Supplied records:
----------

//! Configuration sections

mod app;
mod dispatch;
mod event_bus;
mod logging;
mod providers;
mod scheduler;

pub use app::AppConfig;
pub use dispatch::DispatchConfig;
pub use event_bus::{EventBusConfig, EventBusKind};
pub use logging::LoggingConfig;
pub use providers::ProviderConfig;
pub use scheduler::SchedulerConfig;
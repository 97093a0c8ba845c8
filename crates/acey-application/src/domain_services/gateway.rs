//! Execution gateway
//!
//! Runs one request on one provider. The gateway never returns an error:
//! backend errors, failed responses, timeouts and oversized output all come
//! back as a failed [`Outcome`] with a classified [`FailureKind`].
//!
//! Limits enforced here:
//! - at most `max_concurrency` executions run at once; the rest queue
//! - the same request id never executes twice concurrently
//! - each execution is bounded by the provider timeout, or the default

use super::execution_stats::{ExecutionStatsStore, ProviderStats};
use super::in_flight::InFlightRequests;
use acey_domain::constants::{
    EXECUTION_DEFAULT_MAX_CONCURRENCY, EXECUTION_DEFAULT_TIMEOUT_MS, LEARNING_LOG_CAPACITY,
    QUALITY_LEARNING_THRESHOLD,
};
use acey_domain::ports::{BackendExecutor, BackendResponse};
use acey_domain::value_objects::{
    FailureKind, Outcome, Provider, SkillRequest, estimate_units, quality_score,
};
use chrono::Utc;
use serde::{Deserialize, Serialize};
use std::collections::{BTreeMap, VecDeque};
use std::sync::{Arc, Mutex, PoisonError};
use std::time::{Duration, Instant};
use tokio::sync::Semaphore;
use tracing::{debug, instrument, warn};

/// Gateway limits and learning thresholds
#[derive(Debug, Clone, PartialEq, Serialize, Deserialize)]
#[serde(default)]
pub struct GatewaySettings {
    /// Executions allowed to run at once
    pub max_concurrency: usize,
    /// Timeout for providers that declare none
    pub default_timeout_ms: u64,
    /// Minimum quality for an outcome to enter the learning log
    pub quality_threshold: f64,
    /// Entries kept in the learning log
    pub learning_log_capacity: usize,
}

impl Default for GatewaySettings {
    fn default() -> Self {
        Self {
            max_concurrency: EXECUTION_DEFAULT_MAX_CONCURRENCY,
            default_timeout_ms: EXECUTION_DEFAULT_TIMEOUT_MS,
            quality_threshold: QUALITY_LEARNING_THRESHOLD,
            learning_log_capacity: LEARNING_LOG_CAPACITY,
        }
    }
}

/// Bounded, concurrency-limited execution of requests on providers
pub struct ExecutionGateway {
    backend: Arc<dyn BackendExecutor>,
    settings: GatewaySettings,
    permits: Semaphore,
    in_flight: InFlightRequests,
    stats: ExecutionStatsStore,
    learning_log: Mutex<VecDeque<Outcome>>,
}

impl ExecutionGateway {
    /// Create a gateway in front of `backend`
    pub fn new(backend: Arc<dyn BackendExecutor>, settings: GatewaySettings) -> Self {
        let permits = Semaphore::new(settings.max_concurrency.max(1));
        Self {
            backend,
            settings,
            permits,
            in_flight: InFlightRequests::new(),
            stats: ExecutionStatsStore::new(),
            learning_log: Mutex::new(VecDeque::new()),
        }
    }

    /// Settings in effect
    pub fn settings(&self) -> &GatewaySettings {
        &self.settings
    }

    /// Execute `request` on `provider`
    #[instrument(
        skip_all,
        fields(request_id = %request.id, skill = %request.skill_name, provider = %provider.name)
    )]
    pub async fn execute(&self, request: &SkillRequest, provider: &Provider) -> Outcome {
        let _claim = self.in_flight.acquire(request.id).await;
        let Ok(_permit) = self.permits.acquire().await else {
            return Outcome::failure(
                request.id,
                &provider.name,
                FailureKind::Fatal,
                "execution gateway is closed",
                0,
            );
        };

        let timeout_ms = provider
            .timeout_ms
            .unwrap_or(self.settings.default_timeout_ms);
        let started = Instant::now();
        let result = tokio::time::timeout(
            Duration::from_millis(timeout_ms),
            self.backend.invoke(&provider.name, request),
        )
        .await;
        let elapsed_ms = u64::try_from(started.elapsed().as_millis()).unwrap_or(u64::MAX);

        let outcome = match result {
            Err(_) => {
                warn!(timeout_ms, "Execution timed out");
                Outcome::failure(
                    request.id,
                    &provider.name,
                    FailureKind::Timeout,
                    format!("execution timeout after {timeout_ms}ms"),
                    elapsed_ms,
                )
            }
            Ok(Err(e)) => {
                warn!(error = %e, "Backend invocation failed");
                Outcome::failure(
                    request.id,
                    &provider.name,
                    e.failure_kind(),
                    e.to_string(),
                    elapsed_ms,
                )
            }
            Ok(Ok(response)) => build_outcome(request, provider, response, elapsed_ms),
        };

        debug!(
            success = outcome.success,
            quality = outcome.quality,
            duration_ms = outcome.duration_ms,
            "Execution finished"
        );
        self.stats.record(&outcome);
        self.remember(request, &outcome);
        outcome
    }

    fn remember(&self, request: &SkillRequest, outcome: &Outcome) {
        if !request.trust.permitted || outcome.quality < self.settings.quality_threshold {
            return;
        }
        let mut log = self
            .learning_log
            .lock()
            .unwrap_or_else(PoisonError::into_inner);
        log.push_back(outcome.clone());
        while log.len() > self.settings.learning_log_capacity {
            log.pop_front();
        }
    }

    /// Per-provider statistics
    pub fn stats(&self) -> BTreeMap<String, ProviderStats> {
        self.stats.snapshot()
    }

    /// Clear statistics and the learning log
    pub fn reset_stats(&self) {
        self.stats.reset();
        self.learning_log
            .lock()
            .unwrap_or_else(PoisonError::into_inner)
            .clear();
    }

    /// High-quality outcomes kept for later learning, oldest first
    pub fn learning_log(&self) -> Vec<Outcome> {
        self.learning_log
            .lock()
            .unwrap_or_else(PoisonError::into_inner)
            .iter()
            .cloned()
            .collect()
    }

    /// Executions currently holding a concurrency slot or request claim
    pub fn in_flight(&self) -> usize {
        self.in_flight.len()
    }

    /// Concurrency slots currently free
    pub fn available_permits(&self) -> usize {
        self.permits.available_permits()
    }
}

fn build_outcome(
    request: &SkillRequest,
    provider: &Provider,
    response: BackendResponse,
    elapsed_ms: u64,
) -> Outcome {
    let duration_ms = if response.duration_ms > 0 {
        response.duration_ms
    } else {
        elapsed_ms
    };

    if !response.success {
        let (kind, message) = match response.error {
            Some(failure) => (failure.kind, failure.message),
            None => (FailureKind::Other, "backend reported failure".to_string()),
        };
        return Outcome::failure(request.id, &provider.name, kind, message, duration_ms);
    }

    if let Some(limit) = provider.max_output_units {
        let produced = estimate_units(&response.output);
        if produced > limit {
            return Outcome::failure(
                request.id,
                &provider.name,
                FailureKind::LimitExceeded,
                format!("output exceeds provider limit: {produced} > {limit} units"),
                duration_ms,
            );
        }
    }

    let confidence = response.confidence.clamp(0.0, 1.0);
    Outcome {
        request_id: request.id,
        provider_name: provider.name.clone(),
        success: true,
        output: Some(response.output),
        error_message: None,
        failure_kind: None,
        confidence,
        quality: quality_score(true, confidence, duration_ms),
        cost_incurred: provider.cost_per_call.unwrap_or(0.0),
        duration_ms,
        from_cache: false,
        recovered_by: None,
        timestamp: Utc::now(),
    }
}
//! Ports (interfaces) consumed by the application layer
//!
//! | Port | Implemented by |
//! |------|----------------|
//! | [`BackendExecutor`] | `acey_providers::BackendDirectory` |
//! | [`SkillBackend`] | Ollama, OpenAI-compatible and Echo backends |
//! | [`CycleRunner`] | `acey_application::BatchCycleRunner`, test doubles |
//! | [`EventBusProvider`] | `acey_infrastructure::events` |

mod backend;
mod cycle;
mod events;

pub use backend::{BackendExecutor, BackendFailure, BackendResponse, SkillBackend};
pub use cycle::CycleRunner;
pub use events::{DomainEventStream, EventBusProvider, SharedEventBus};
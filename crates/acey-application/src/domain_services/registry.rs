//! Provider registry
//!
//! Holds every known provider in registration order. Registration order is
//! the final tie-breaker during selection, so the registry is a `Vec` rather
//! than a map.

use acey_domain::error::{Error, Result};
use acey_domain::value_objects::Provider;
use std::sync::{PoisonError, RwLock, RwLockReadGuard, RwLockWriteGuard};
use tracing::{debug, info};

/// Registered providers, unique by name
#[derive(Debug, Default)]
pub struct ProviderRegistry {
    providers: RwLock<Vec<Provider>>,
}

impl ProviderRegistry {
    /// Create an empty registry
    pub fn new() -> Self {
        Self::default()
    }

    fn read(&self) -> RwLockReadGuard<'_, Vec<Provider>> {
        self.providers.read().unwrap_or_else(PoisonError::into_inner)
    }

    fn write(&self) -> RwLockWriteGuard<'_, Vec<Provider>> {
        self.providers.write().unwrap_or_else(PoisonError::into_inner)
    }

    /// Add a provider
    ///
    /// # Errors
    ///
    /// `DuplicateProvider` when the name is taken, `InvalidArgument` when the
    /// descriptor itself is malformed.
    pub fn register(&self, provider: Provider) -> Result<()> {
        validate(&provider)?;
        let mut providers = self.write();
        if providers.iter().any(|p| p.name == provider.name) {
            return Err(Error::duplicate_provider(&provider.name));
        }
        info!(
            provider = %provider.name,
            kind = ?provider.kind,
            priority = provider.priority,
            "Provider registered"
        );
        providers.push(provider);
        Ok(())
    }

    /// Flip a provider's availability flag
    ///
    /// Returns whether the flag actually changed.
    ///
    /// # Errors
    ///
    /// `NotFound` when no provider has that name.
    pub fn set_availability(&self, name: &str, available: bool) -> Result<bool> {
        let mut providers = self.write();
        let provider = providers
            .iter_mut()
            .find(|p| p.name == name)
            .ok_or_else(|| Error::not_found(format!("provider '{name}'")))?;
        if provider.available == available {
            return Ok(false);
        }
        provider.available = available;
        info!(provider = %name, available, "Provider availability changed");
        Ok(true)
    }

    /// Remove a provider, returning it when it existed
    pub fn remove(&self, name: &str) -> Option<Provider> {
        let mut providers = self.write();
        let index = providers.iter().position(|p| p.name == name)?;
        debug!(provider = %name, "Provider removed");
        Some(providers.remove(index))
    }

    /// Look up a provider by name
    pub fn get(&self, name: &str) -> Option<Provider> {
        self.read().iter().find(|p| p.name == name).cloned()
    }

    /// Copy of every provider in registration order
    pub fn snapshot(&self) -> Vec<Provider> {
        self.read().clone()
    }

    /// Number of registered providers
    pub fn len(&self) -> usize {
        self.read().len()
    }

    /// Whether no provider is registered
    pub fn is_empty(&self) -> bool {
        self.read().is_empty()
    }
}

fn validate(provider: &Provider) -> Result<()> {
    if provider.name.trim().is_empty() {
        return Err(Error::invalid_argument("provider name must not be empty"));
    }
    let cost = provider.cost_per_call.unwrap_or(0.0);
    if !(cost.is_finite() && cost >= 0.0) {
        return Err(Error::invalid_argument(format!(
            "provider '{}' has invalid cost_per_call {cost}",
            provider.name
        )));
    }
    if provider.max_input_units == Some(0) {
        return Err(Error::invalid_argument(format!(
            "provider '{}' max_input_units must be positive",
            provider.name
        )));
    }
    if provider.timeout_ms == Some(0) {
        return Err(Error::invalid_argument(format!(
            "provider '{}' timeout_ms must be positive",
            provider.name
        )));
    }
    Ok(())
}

----------

Assigned task: Throughout the material above, find every line holding "index" and copy it.

Answer to the exercise:
        let index = providers.iter().position(|p| p.name == name)?;
        Some(providers.remove(index))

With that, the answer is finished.